● Problem description:
Please copy out each line of the entries in which "FilterMode" appears.

● Records to process:
--

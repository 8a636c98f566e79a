//! Filtering catalog items for a vehicle selection.

use serde::{Deserialize, Serialize};
use std::str::FromStr;

use crate::catalog::Fitment;
use crate::compat::{evaluate_fitment, Compatibility, MatchVerdict};
use crate::vehicle::VehicleSelection;

/// How non-matching items are presented.
#[derive(Debug, Clone, Copy, PartialEq, Eq, Hash, Default, Serialize, Deserialize)]
#[serde(rename_all = "snake_case")]
pub enum FilterMode {
    /// Keep only confirmed fits, in catalog order.
    #[serde(alias = "strict")]
    StrictCompatibleOnly,
    /// Keep everything, grouped compatible / partial / incompatible.
    #[default]
    #[serde(alias = "all")]
    ShowAllWithBadges,
}

impl FilterMode {
    pub fn as_str(&self) -> &'static str {
        match self {
            FilterMode::StrictCompatibleOnly => "strict",
            FilterMode::ShowAllWithBadges => "all",
        }
    }
}

impl FromStr for FilterMode {
    type Err = String;

    fn from_str(s: &str) -> Result<Self, Self::Err> {
        match s.trim().to_lowercase().as_str() {
            "strict" | "strict_compatible_only" => Ok(FilterMode::StrictCompatibleOnly),
            "all" | "badges" | "show_all_with_badges" => Ok(FilterMode::ShowAllWithBadges),
            other => Err(format!("unknown filter mode: {}", other)),
        }
    }
}

/// An item with its verdict.
#[derive(Debug, Clone, PartialEq, Serialize)]
pub struct FilteredItem<'a, T> {
    pub item: &'a T,
    pub verdict: MatchVerdict,
    /// Index of the item in the input.
    pub position: usize,
}

/// Verdict counts over every evaluated item, including hidden ones.
#[derive(Debug, Clone, Copy, Default, PartialEq, Eq, Serialize, Deserialize)]
pub struct FilterSummary {
    pub total: usize,
    pub compatible: usize,
    pub partial_unknown: usize,
    pub incompatible: usize,
}

impl FilterSummary {
    fn record(&mut self, compatibility: Compatibility) {
        self.total += 1;
        match compatibility {
            Compatibility::Compatible => self.compatible += 1,
            Compatibility::PartialUnknown => self.partial_unknown += 1,
            Compatibility::Incompatible => self.incompatible += 1,
        }
    }

    pub fn count(&self, compatibility: Compatibility) -> usize {
        match compatibility {
            Compatibility::Compatible => self.compatible,
            Compatibility::PartialUnknown => self.partial_unknown,
            Compatibility::Incompatible => self.incompatible,
        }
    }
}

/// Filter output container.
#[derive(Debug, Clone, PartialEq, Serialize)]
pub struct FilterResults<'a, T> {
    pub mode: FilterMode,
    pub items: Vec<FilteredItem<'a, T>>,
    pub summary: FilterSummary,
}

impl<'a, T> FilterResults<'a, T> {
    pub fn is_empty(&self) -> bool {
        self.items.is_empty()
    }

    pub fn len(&self) -> usize {
        self.items.len()
    }

    /// Items with the given verdict, in result order.
    pub fn with_compatibility(
        &self,
        compatibility: Compatibility,
    ) -> impl Iterator<Item = &FilteredItem<'a, T>> {
        self.items
            .iter()
            .filter(move |i| i.verdict.compatibility == compatibility)
    }
}

/// Match every item against `selection` and arrange them for display.
///
/// Strict mode is a stable filter. Badge mode is a stable partition into
/// compatible, partial and incompatible groups; items never swap places
/// within a group.
pub fn filter<'a, T: Fitment>(
    items: &'a [T],
    selection: &VehicleSelection,
    mode: FilterMode,
) -> FilterResults<'a, T> {
    let mut summary = FilterSummary::default();
    let mut groups: [Vec<FilteredItem<'a, T>>; 3] = [Vec::new(), Vec::new(), Vec::new()];

    for (position, item) in items.iter().enumerate() {
        let verdict = evaluate_fitment(selection, item.fitment());
        let compatibility = verdict.compatibility;
        summary.record(compatibility);

        if mode == FilterMode::StrictCompatibleOnly && compatibility != Compatibility::Compatible {
            continue;
        }
        groups[group_index(compatibility)].push(FilteredItem {
            item,
            verdict,
            position,
        });
    }

    tracing::debug!(
        mode = mode.as_str(),
        total = summary.total,
        compatible = summary.compatible,
        partial = summary.partial_unknown,
        incompatible = summary.incompatible,
        "catalog filtered"
    );

    FilterResults {
        mode,
        items: groups.into_iter().flatten().collect(),
        summary,
    }
}

fn group_index(compatibility: Compatibility) -> usize {
    match compatibility {
        Compatibility::Compatible => 0,
        Compatibility::PartialUnknown => 1,
        Compatibility::Incompatible => 2,
    }
}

--

● Your response:
pub enum FilterMode {
impl FilterMode {
            FilterMode::StrictCompatibleOnly => "strict",
            FilterMode::ShowAllWithBadges => "all",
impl FromStr for FilterMode {
            "strict" | "strict_compatible_only" => Ok(FilterMode::StrictCompatibleOnly),
            "all" | "badges" | "show_all_with_badges" => Ok(FilterMode::ShowAllWithBadges),
    pub mode: FilterMode,
    mode: FilterMode,
        if mode == FilterMode::StrictCompatibleOnly && compatibility != Compatibility::Compatible {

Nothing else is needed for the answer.